Il balancing, quindi, portando con sé questo enorme valore spirituale, permette a chi lo pratica di aumentare la propria sensibilità a livello mentale, oltre a incrementare la capacità di comprendere la materia e lo scambio che avviene tra soggetto e pietra nel momento della posa, assaporandone anche i limiti e la precarietà.

Non è un caso, quindi, che oggi i massimi esperti di questa particolare tecnica, oltre ad avere una forte sensibilità artistica, siano anche persone con un profondo grado di consapevolezza, intimamente connesse con la natura e con gli effetti che questa può generare dentro di sé.

Uno fra tutti l’artista, fotografo e autore Michael Grab, che nel suo libro “Gravity: Arts of Rock Balancing”, spiega le peculiarità di questa disciplina e i risultati intimi e rigeneranti che lo stone balancing può portare a chi lo pratica.

Ma come si esegue questa attività in grado di connettere la mente con la natura?

La tecnica dello stone balancing

Lo stone balancing, come detto, richiede calma, pazienza e concentrazione. Oltre alla capacità di isolare la mente da tutto ciò che è esterno e non necessario. Ma non solo: ci sono degli elementi che possono influire sulla buona riuscita di questa tecnica e non riguardano solo la propria consapevolezza interiore. Un esempio? Le pietre o meglio la loro forma.

Queste, infatti, dovrebbero essere di forma cilindrica o sferica e meglio se con un punto leggermente piano, in modo da facilitare l’appoggio e, quindi, l’equilibrio.

Altro aspetto a cui prestare attenzione, poi, è la dimensione. Se troppo piccole, infatti, possono essere meno stabili e maggiormente soggette a caduta a causa delle vibrazioni e dei movimenti delle mani o degli agenti atmosferici. Ma non è tutto.

Anche il luogo in cui si sceglie di praticare è importante. Lo stone balancing ha bisogno di quiete. Un ambiente silenzioso o con suoni che richiamino un rilassamento profondo e reale.

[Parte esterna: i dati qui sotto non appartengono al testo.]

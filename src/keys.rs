//! Key schedule: derivation, role-split, and the per-direction ratchet.
//!
//! Grounded on the teacher's `kdf.rs` (HKDF root/chain derivation shape) and
//! `ratchet.rs` (key material zeroized on drop, ratchet steps that overwrite
//! state in place) — but the derivation itself follows §4.1 of the
//! specification: a single BLAKE2b call keyed by the session name, expanded
//! with a block of ChaCha20 keystream, not HKDF.

use tracing::trace;
use zeroize::{Zeroize, ZeroizeOnDrop, Zeroizing};

use crate::error::CalicoError;
use crate::primitives::{blake2b_keyed_64, blake2b_unkeyed, chacha_expand};

/// One 48-byte encryption+MAC key: 32 bytes cipher key ∥ 16 bytes MAC key.
#[derive(Clone, PartialEq, Eq, Zeroize, ZeroizeOnDrop)]
pub struct Key48([u8; 48]);

impl Key48 {
    pub fn from_bytes(bytes: [u8; 48]) -> Self {
        Self(bytes)
    }

    pub fn cipher_key(&self) -> &[u8; 32] {
        self.0[0..32].try_into().expect("32 bytes")
    }

    pub fn mac_key(&self) -> &[u8; 16] {
        self.0[32..48].try_into().expect("16 bytes")
    }

    /// Ratchet this key forward in place: `K ← BLAKE2b(K, outlen=48)`. The
    /// old bytes are overwritten, not just logically replaced — there is no
    /// point in time where both old and new key are simultaneously held in
    /// two different buffers.
    pub fn ratchet_in_place(&mut self) -> Result<(), CalicoError> {
        let next = Zeroizing::new(blake2b_unkeyed(&self.0, 48)?);
        self.0.copy_from_slice(&next);
        Ok(())
    }

    /// `BLAKE2b(self, outlen=48)` without mutating `self` — used to derive
    /// the initial "next inbound key" from the initial inbound key.
    pub fn derive_next(&self) -> Result<Self, CalicoError> {
        let next = Zeroizing::new(blake2b_unkeyed(&self.0, 48)?);
        let mut out = [0u8; 48];
        out.copy_from_slice(&next);
        Ok(Self(out))
    }
}

/// One logical channel's worth of keying state (stream or datagram).
///
/// Invariant: at any instant `in_keys[active_in]` is the current inbound
/// key and `in_keys[active_in ^ 1]` is its already-derived successor; the
/// ratchet finalize step replaces the *older* slot in place.
pub struct KeyPair {
    pub out: Key48,
    pub in_keys: [Key48; 2],
    pub active_in: u8,
    pub active_out: u8,
    /// Set when a peer ratchet signal was first observed; cleared on
    /// finalize. `None` means no ratchet is in flight.
    pub in_ratchet_time: Option<u64>,
    pub out_ratchet_time: u64,
}

impl KeyPair {
    fn new(out: Key48, in0: Key48, now_ms: u64) -> Result<Self, CalicoError> {
        let in1 = in0.derive_next()?;
        Ok(Self {
            out,
            in_keys: [in0, in1],
            active_in: 0,
            active_out: 0,
            in_ratchet_time: None,
            out_ratchet_time: now_ms,
        })
    }

    pub fn active_in_key(&self) -> &Key48 {
        &self.in_keys[self.active_in as usize]
    }

    pub fn in_key(&self, bit: u8) -> &Key48 {
        &self.in_keys[(bit & 1) as usize]
    }

    /// §4.1 "Ratchet outbound": replace `out` with `H(out)`, flip the
    /// expected-active bit the peer will see, and stamp the ratchet clock.
    pub fn ratchet_out(&mut self, now_ms: u64) -> Result<(), CalicoError> {
        self.out.ratchet_in_place()?;
        self.active_out ^= 1;
        self.out_ratchet_time = now_ms;
        trace!(active_out = self.active_out, "ratcheted outbound key");
        Ok(())
    }

    /// §4.1 "Finalize inbound ratchet": replace the *inactive* slot with
    /// `H(inactive)`, then swap which slot is active. The oldest live key
    /// is what gets overwritten, so it is gone the instant this returns.
    pub fn finalize_in_ratchet(&mut self) -> Result<(), CalicoError> {
        let inactive = (self.active_in ^ 1) as usize;
        let active = self.active_in as usize;
        let next = self.in_keys[inactive].derive_next()?;
        self.in_keys[active] = next;
        self.active_in ^= 1;
        self.in_ratchet_time = None;
        trace!(active_in = self.active_in, "finalized inbound ratchet");
        Ok(())
    }
}

/// Output of §4.1's "Expand" + "Split by role" steps: the four (or two, in
/// stream-only mode) 48-byte keys laid out for one specific role.
pub struct SplitKeys {
    pub stream_out: Key48,
    pub stream_in0: Key48,
    pub dgram_out: Option<Key48>,
    pub dgram_in0: Option<Key48>,
}

/// §4.1 full key schedule: derive from session, expand, split by role.
///
/// `datagram` selects whether 192 bytes (stream + datagram) or 96 bytes
/// (stream only) of keying material are produced.
pub fn derive_and_split(
    secret: &[u8; 32],
    session_name: &[u8],
    initiator: bool,
    datagram: bool,
) -> Result<SplitKeys, CalicoError> {
    // Kd = BLAKE2b(K, key=S, outlen=64); K is the message, S is the key.
    let mut kd = blake2b_keyed_64(session_name, secret)?;

    // Expand Kd[0..32] with one block of ChaCha20 keystream (zero IV).
    let total = if datagram { 192 } else { 96 };
    let mut expanded = vec![0u8; total];
    let mut seed: [u8; 32] = kd[0..32].try_into().expect("32 bytes");
    chacha_expand(&seed, &mut expanded);
    kd.zeroize();
    seed.zeroize();

    // Layout: left half ∥ right half, each half holding (stream, [datagram]).
    let half = total / 2;
    let (left, right) = expanded.split_at(half);

    let (local, remote) = if initiator { (left, right) } else { (right, left) };

    let mut local_stream = [0u8; 48];
    local_stream.copy_from_slice(&local[0..48]);
    let mut remote_stream = [0u8; 48];
    remote_stream.copy_from_slice(&remote[0..48]);

    let (dgram_out, dgram_in0) = if datagram {
        let mut local_dgram = [0u8; 48];
        local_dgram.copy_from_slice(&local[48..96]);
        let mut remote_dgram = [0u8; 48];
        remote_dgram.copy_from_slice(&remote[48..96]);
        (
            Some(Key48::from_bytes(local_dgram)),
            Some(Key48::from_bytes(remote_dgram)),
        )
    } else {
        (None, None)
    };

    expanded.zeroize();

    Ok(SplitKeys {
        stream_out: Key48::from_bytes(local_stream),
        stream_in0: Key48::from_bytes(remote_stream),
        dgram_out,
        dgram_in0,
    })
}

/// Build a fresh [`KeyPair`] from an outbound key and the initial inbound
/// key, immediately deriving the inbound successor (§4.1 "Next inbound
/// key").
pub fn new_keypair(out: Key48, in0: Key48, now_ms: u64) -> Result<KeyPair, CalicoError> {
    KeyPair::new(out, in0, now_ms)
}
//! Reconstruct a full 64-bit IV from the last accepted counter and a
//! truncated low-bit sample (§4.3).

/// Width, in bits, of the truncated counter carried on the wire.
pub const TRUNC_BITS: u32 = 23;

/// Reconstruct `f` such that `f mod 2^TRUNC_BITS == truncated` and `f` is
/// the closest such value to `last_accepted`, preferring forward over
/// backward on ties. Clamped at zero — counters never go negative.
pub fn reconstruct(last_accepted: u64, truncated: u32) -> u64 {
    let width = TRUNC_BITS;
    let span = 1u64 << width;
    let mask = span - 1;
    debug_assert!((truncated as u64) <= mask);

    let base = (last_accepted & !mask) as i128;
    let t = truncated as i128;
    let span = span as i128;
    let last = last_accepted as i128;

    let candidates = [base + t, base + t + span, base + t - span];

    let mut best = candidates[0].max(0);
    let mut best_dist = (best - last).abs();
    for &cand in &candidates[1..] {
        if cand < 0 {
            continue;
        }
        let dist = (cand - last).abs();
        // Prefer forward (cand >= last_accepted) over backward on ties.
        if dist < best_dist || (dist == best_dist && cand >= last && best < last) {
            best = cand;
            best_dist = dist;
        }
    }
    best as u64
}
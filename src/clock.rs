//! Monotonic millisecond time source.
//!
//! The original implementation reads a process-wide clock singleton
//! (`m_clock`) initialized once at library load. A clean design injects the
//! clock per endpoint instead: it removes the global, and lets tests
//! simulate `RATCHET_PERIOD`/`RATCHET_REMOTE_TIMEOUT` elapsing without
//! actually sleeping for two minutes.

use std::sync::atomic::{AtomicU64, Ordering};
use std::time::Instant;

/// A source of monotonically non-decreasing milliseconds.
///
/// Implementations are not required to track wall-clock time — only that
/// successive calls never go backwards, matching the single-threaded,
/// calling-thread-only timing model in the specification's concurrency
/// section.
pub trait Clock: Send {
    fn now_ms(&self) -> u64;
}

/// Default clock, backed by [`std::time::Instant`].
pub struct SystemClock {
    epoch: Instant,
}

impl SystemClock {
    pub fn new() -> Self {
        Self {
            epoch: Instant::now(),
        }
    }
}

impl Default for SystemClock {
    fn default() -> Self {
        Self::new()
    }
}

impl Clock for SystemClock {
    fn now_ms(&self) -> u64 {
        self.epoch.elapsed().as_millis() as u64
    }
}

/// A clock that only advances when told to. Used by tests that exercise
/// ratchet timing (`RATCHET_PERIOD`, `RATCHET_REMOTE_TIMEOUT`) without
/// real delays.
pub struct FakeClock {
    now: AtomicU64,
}

impl FakeClock {
    pub fn new() -> Self {
        Self {
            now: AtomicU64::new(0),
        }
    }

    pub fn advance(&self, ms: u64) {
        self.now.fetch_add(ms, Ordering::SeqCst);
    }
}

impl Default for FakeClock {
    fn default() -> Self {
        Self::new()
    }
}

impl Clock for FakeClock {
    fn now_ms(&self) -> u64 {
        self.now.load(Ordering::SeqCst)
    }
}
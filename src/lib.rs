//! mfe-demo - A terminal demo of micro-frontends loading at runtime.
//!
//! Three independently owned panels (catalog, cart and profile) are revealed
//! on demand after a simulated fetch delay, the way a host shell composes
//! remote modules.

#![warn(missing_docs)]
#![warn(clippy::all)]
#![warn(clippy::pedantic)]
#![allow(clippy::module_name_repetitions)]

/// Application layer driving the demo state.
pub mod application;
/// Domain layer containing panel state, content and key bindings.
pub mod domain;
/// Infrastructure layer with configuration loading.
pub mod infrastructure;
/// Presentation layer containing UI components and event handling.
pub mod presentation;

/// Current version of the application.
pub const VERSION: &str = env!("CARGO_PKG_VERSION");

/// Application name.
pub const NAME: &str = "mfe-demo";
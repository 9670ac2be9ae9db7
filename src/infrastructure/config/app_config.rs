//! Application configuration.

use directories::ProjectDirs;
use serde::{Deserialize, Serialize};
use std::collections::HashMap;
use std::path::PathBuf;

pub(crate) const APP_NAME: &str = "mfe-demo";
pub(crate) const APP_QUALIFIER: &str = "com";
pub(crate) const APP_ORGANIZATION: &str = "linuxmobile";

/// Log level configuration.
#[derive(Debug, Clone, Copy, Default, PartialEq, Eq, Serialize, Deserialize, clap::ValueEnum)]
#[serde(rename_all = "lowercase")]
pub enum LogLevel {
    /// Trace level.
    Trace,
    /// Debug level.
    Debug,
    /// Info level.
    #[default]
    Info,
    /// Warning level.
    Warn,
    /// Error level.
    Error,
}

impl std::fmt::Display for LogLevel {
    fn fmt(&self, f: &mut std::fmt::Formatter<'_>) -> std::fmt::Result {
        match self {
            Self::Trace => write!(f, "trace"),
            Self::Debug => write!(f, "debug"),
            Self::Info => write!(f, "info"),
            Self::Warn => write!(f, "warn"),
            Self::Error => write!(f, "error"),
        }
    }
}

/// Application configuration, read from `config.toml` and merged with CLI flags.
#[derive(Debug, Serialize, Deserialize)]
pub struct AppConfig {
    /// Configuration file path.
    #[serde(skip)]
    pub config: Option<PathBuf>,

    /// Log file path.
    #[serde(skip)]
    pub log_path: Option<PathBuf>,

    /// Log verbosity level.
    #[serde(default)]
    pub log_level: LogLevel,

    /// Key binding overrides, e.g. `"Ctrl+r" = "Reset"`.
    ///
    /// Keys and action names stay raw here; the command registry resolves
    /// them and skips invalid entries.
    #[serde(default)]
    pub keybindings: HashMap<String, String>,

    /// UI configuration.
    #[serde(default)]
    pub ui: UiConfig,

    /// Theme configuration.
    #[serde(default)]
    pub theme: ThemeConfig,
}

/// UI configuration.
#[derive(Debug, Clone, Serialize, Deserialize)]
pub struct UiConfig {
    /// Show the animated title splash on startup.
    #[serde(default = "default_true")]
    pub show_splash: bool,

    /// Enable `TachyonFX` splash effects and the skeleton pulse.
    #[serde(default = "default_true")]
    pub enable_animations: bool,
}

impl Default for UiConfig {
    fn default() -> Self {
        Self {
            show_splash: true,
            enable_animations: true,
        }
    }
}

/// Theme configuration.
#[derive(Debug, Clone, Serialize, Deserialize)]
pub struct ThemeConfig {
    /// Accent color (name or hex code).
    #[serde(default = "default_accent_color")]
    pub accent_color: String,
}

fn default_accent_color() -> String {
    "Indigo".to_string()
}

fn default_true() -> bool {
    true
}

impl Default for ThemeConfig {
    fn default() -> Self {
        Self {
            accent_color: default_accent_color(),
        }
    }
}

use super::args::CliArgs;

impl AppConfig {
    /// Merges CLI arguments into the configuration.
    pub fn merge_with_args(&mut self, args: CliArgs) {
        if let Some(config_path) = args.config {
            self.config = Some(config_path);
        }
        if let Some(log_path) = args.log_path {
            self.log_path = Some(log_path);
        }
        if let Some(log_level) = args.log_level {
            self.log_level = log_level;
        }
        if let Some(accent_color) = args.accent_color {
            self.theme.accent_color = accent_color;
        }
        if args.no_splash {
            self.ui.show_splash = false;
        }
        if args.no_animations {
            self.ui.enable_animations = false;
        }
    }

    /// Returns default log file path.
    #[must_use]
    pub fn default_log_path() -> Option<PathBuf> {
        ProjectDirs::from(APP_QUALIFIER, APP_ORGANIZATION, APP_NAME)
            .map(|dirs| dirs.data_dir().join("mfe-demo.log"))
    }

    /// Returns effective log path.
    #[must_use]
    pub fn effective_log_path(&self) -> Option<PathBuf> {
        self.log_path.clone().or_else(Self::default_log_path)
    }
}

impl Default for AppConfig {
    fn default() -> Self {
        Self {
            config: None,
            log_path: None,
            log_level: LogLevel::Info,
            keybindings: HashMap::new(),
            ui: UiConfig::default(),
            theme: ThemeConfig::default(),
        }
    }
}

Ecco perché molto spesso vengono privilegiati luoghi di mare o di montagna e sempre nelle vicinanze di fiumi o torrenti (dove è anche più facile trovare pietre arrotondate).

Tipologie

Una volta individuati il luogo, le pietre e acquisita la giusta concentrazione, si passa alla costruzione vera e propria.

Esistono varie modalità di sovrapposizione e di equilibrio tra le pietre:

  • puro: ogni roccia è posta in equilibrio su un’altra appoggiando unicamente su un punto;
  • a contrasto: in cui l’equilibrio delle rocce più piccole deriva dal peso di quelle più grandi poste sopra;
  • accatastate: la classica torre di pietre che si sviluppa in altezza;
  • free style: un mix tra l’equilibrio di tipo puro e quello di contrasto. Un esempio di questo metodo è rappresentato dagli archi.

Scelto il metodo che più si preferisce il primo step da fare è posare la pietra “dell’ancoraggio”, la prima, assestandola al terreno. Sarà la base della costruzione.

Da qui, poi, si dovrà aggiungere una pietra più stabile e continuare aggiungendo elementi diversi, tenendo conto della propria sensibilità e percezione dell’equilibrio. Il tutto rispettando ciò che esiste già, senza intaccarlo o modificarlo.

Un’attività in cui non conta il tempo, ma che si sviluppa naturalmente.

I benefici dello stone balancing

Ed è proprio questo uno degli aspetti positivi di questa tecnica. L’assenza di tempo. O meglio la mancanza di un timer o di una scadenza da rispettare, di stress o di giudizio.

Lo stone balancing, infatti, pur avendo una buona dose di soddisfazione estetica in chi lo esegue, porta con sé una carica di positività e benessere legata essenzialmente alla serenità interiore di cui necessita la pratica.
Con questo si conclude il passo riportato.